Testing Search

Essays in this search series:

How do you go about testing your site's search functionality? First, start by identifying what can be tested. Some characteristics of search engines and systems are general, common to most versions, and I've identified some of these below. If your search has any special modifications or search strategies unique to your site/company, I recommend you get a handle on these common points first, before exploring how your search extends or pushes any informational retrieval boundaries.

Please note that all of the information on this page is aimed specifically at search against product catalogues.

Accuracy

The accuracy of a search system is its ability to find all the matching items in the information collection, usually a product database; in other words, if you search on the word metonymy, the query should correctly find every instance of this word.

Test: Comparison of query results for back-end and front-end

Since the user interacts with an interface that mediates for a back-end query against the database, the simple way to measure accuracy is to compare the results of a query made with the web interface with the results of a query made directly against the database. If the queries are identical, the returned results should also be identical. Any difference in returned hits indicates a problem.

If there is a systemic reason why the web returns fewer results than a direct query, that reason should be attacked as a significant quality and usability problem. If the web interface is returning more results than the direct query against the database, that indicates a scope problem, with the query generated via the interface running against too many table columns.

Test: Consistency of results over time

Build a list of search terms and queries, and run them at periodic intervals; if the product catalogue is updated regularly, performing some consistent searches will allow you to track trends in the data. For example, if your data collection is increasing, you should reasonably expect your results to increase.

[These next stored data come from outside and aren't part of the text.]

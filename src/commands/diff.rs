use crate::artifacts::core::cancel::CancelToken;
use crate::artifacts::core::pager::PagerWriter;
use crate::artifacts::diff::error::DiffError;
use crate::artifacts::diff::myers::myers;
use crate::artifacts::diff::unified::UnifiedOptions;
use crate::domain::edit::EditScript;
use crate::domain::sequence::Bytes;
use anyhow::Context;
use is_terminal::IsTerminal;
use minus::Pager;
use std::io::Write;
use std::path::{Path, PathBuf};
use std::time::Duration;

#[derive(Debug, Clone)]
pub struct DiffOptions {
    pub a_path: PathBuf,
    pub b_path: PathBuf,
    pub context: usize,
    pub color: bool,
    /// `None` waits forever.
    pub timeout: Option<Duration>,
    pub paginate: bool,
}

/// Diffs the two files and writes the result to stdout, paging it when
/// stdout is a terminal and paging was not disabled.
pub async fn run(opts: &DiffOptions) -> anyhow::Result<()> {
    if opts.paginate && std::io::stdout().is_terminal() {
        let pager = Pager::new();
        let mut writer = PagerWriter::new(pager.clone());
        diff_files(opts, &mut writer).await?;
        writer.flush()?;

        tokio::task::spawn_blocking(move || minus::page_all(pager))
            .await?
            .context("pager failed")?;
    } else {
        let mut stdout = std::io::stdout().lock();
        diff_files(opts, &mut stdout).await?;
        stdout.flush()?;
    }

    Ok(())
}

/// Reads both files, computes their edit script under the configured
/// timeout and writes it to `sink` in unified format.
pub async fn diff_files(opts: &DiffOptions, sink: &mut dyn Write) -> anyhow::Result<usize> {
    let a_lines = read_lines(&opts.a_path).await?;
    let b_lines = read_lines(&opts.b_path).await?;

    let (a_lines, b_lines, script) = compute(a_lines, b_lines, opts.timeout).await?;
    let (inserted, deleted) = script.stat();
    tracing::info!(
        a = %opts.a_path.display(),
        b = %opts.b_path.display(),
        inserted,
        deleted,
        "diff computed"
    );

    let pair = Bytes::new(&a_lines, &b_lines);
    let unified = UnifiedOptions::default()
        .with_names(
            opts.a_path.display().to_string(),
            opts.b_path.display().to_string(),
        )
        .with_color(opts.color);

    let written = script
        .write_unified(sink, &pair, opts.context, &unified)
        .context("failed to write diff")?;

    Ok(written)
}

// Runs the search on the blocking pool while a timer raises the token.
async fn compute(
    a_lines: Vec<Vec<u8>>,
    b_lines: Vec<Vec<u8>>,
    timeout: Option<Duration>,
) -> anyhow::Result<(Vec<Vec<u8>>, Vec<Vec<u8>>, EditScript)> {
    let token = CancelToken::new();

    let watchdog = timeout.map(|timeout| {
        let token = token.clone();
        tokio::spawn(async move {
            tokio::time::sleep(timeout).await;
            tracing::warn!(?timeout, "diff deadline reached, cancelling");
            token.cancel();
        })
    });

    let search = tokio::task::spawn_blocking(move || {
        let result = myers(&Bytes::new(&a_lines, &b_lines), &token);
        (a_lines, b_lines, result)
    })
    .await
    .context("diff task panicked")?;

    if let Some(watchdog) = watchdog {
        watchdog.abort();
    }

    match search {
        (a_lines, b_lines, Ok(script)) => Ok((a_lines, b_lines, script)),
        (_, _, Err(DiffError::Cancelled)) => {
            let timeout = timeout.unwrap_or_default();
            anyhow::bail!("diff timed out after {timeout:?}")
        }
        (_, _, Err(err)) => Err(err.into()),
    }
}

async fn read_lines(path: &Path) -> anyhow::Result<Vec<Vec<u8>>> {
    let data = tokio::fs::read(path)
        .await
        .with_context(|| format!("failed to read {}", path.display()))?;

    Ok(split_lines(&data))
}

/// Splits raw file content into lines without their `\n` / `\r\n` terminators.
pub fn split_lines(data: &[u8]) -> Vec<Vec<u8>> {
    if data.is_empty() {
        return Vec::new();
    }

    let data = data.strip_suffix(b"\n").unwrap_or(data);
    data.split(|&byte| byte == b'\n')
        .map(|line| line.strip_suffix(b"\r").unwrap_or(line).to_vec())
        .collect()
}

/// Parses a timeout in the usual duration grammar (`300us`, `1.5s`,
/// `1m30s`, `2h`). A bare number is taken as seconds.
pub fn parse_timeout(value: &str) -> Result<Duration, String> {
    let value = value.trim();
    if !value.is_empty() && value.bytes().all(|byte| byte.is_ascii_digit()) {
        let secs = value
            .parse()
            .map_err(|_| format!("invalid timeout `{value}`"))?;
        return Ok(Duration::from_secs(secs));
    }

    humantime::parse_duration(value).or_else(|err| {
        parse_fractional(value).ok_or_else(|| format!("invalid timeout `{value}`: {err}"))
    })
}

// A single fractional term such as `1.5s`; humantime only takes integers.
fn parse_fractional(value: &str) -> Option<Duration> {
    let at = value.find(|c: char| !c.is_ascii_digit() && c != '.')?;
    let (amount, unit) = value.split_at(at);
    if !unit.chars().all(|c| c.is_alphabetic()) {
        return None;
    }

    let amount: f64 = amount.parse().ok()?;
    let unit = humantime::parse_duration(&format!("1{unit}")).ok()?;
    Duration::try_from_secs_f64(unit.as_secs_f64() * amount).ok()
}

Having a set of "benchmark" queries is also useful when evaluating changes and enhancements to your site's search functionality.

Search Performance

Performance in the context of search refers to the speed of returning results, the time between the user clicking the submit button and the page of results being fully displayed on the client's screen. Most search systems typically query against a database or index for the matching data, which means you actually have two lengths of time to measure:

the time taken by the back-end query
the time taken for the results page to display on the client's browser

Test: Back-end Time

In practice, timing the query can be a chore if the measurement must be done manually from a command line. If possible, have your programmers code the search program to output the query timings to the interface -- just for testing, not for use by your customers.

Test: Front-end Time

Testing general performance for a particular search should be a simple matter of recording the length of time from the submission of the form to the complete display and rendering of the search results page on the tester's client

Precision

The precision of a system is its ability to select only relevant products and reject the irrelevant ones. Relevancy is more difficult to pin down, because of the following issues:

there is a disjunction between what a user wants and what a user enters as their search; if a user enters low value search parameters, they are unlikely to receive results that are valuable to them;
even if a user enters in appropriate search parameters, the results may be valid hits but may not be relevant to what the user wants;
the information displayed on the results page may not indicate why an item was returned, so there is no obvious relevancy;
the search engine may apply logic to the search parameters in such a way that the results aren't obviously relevant to the literal search parameters.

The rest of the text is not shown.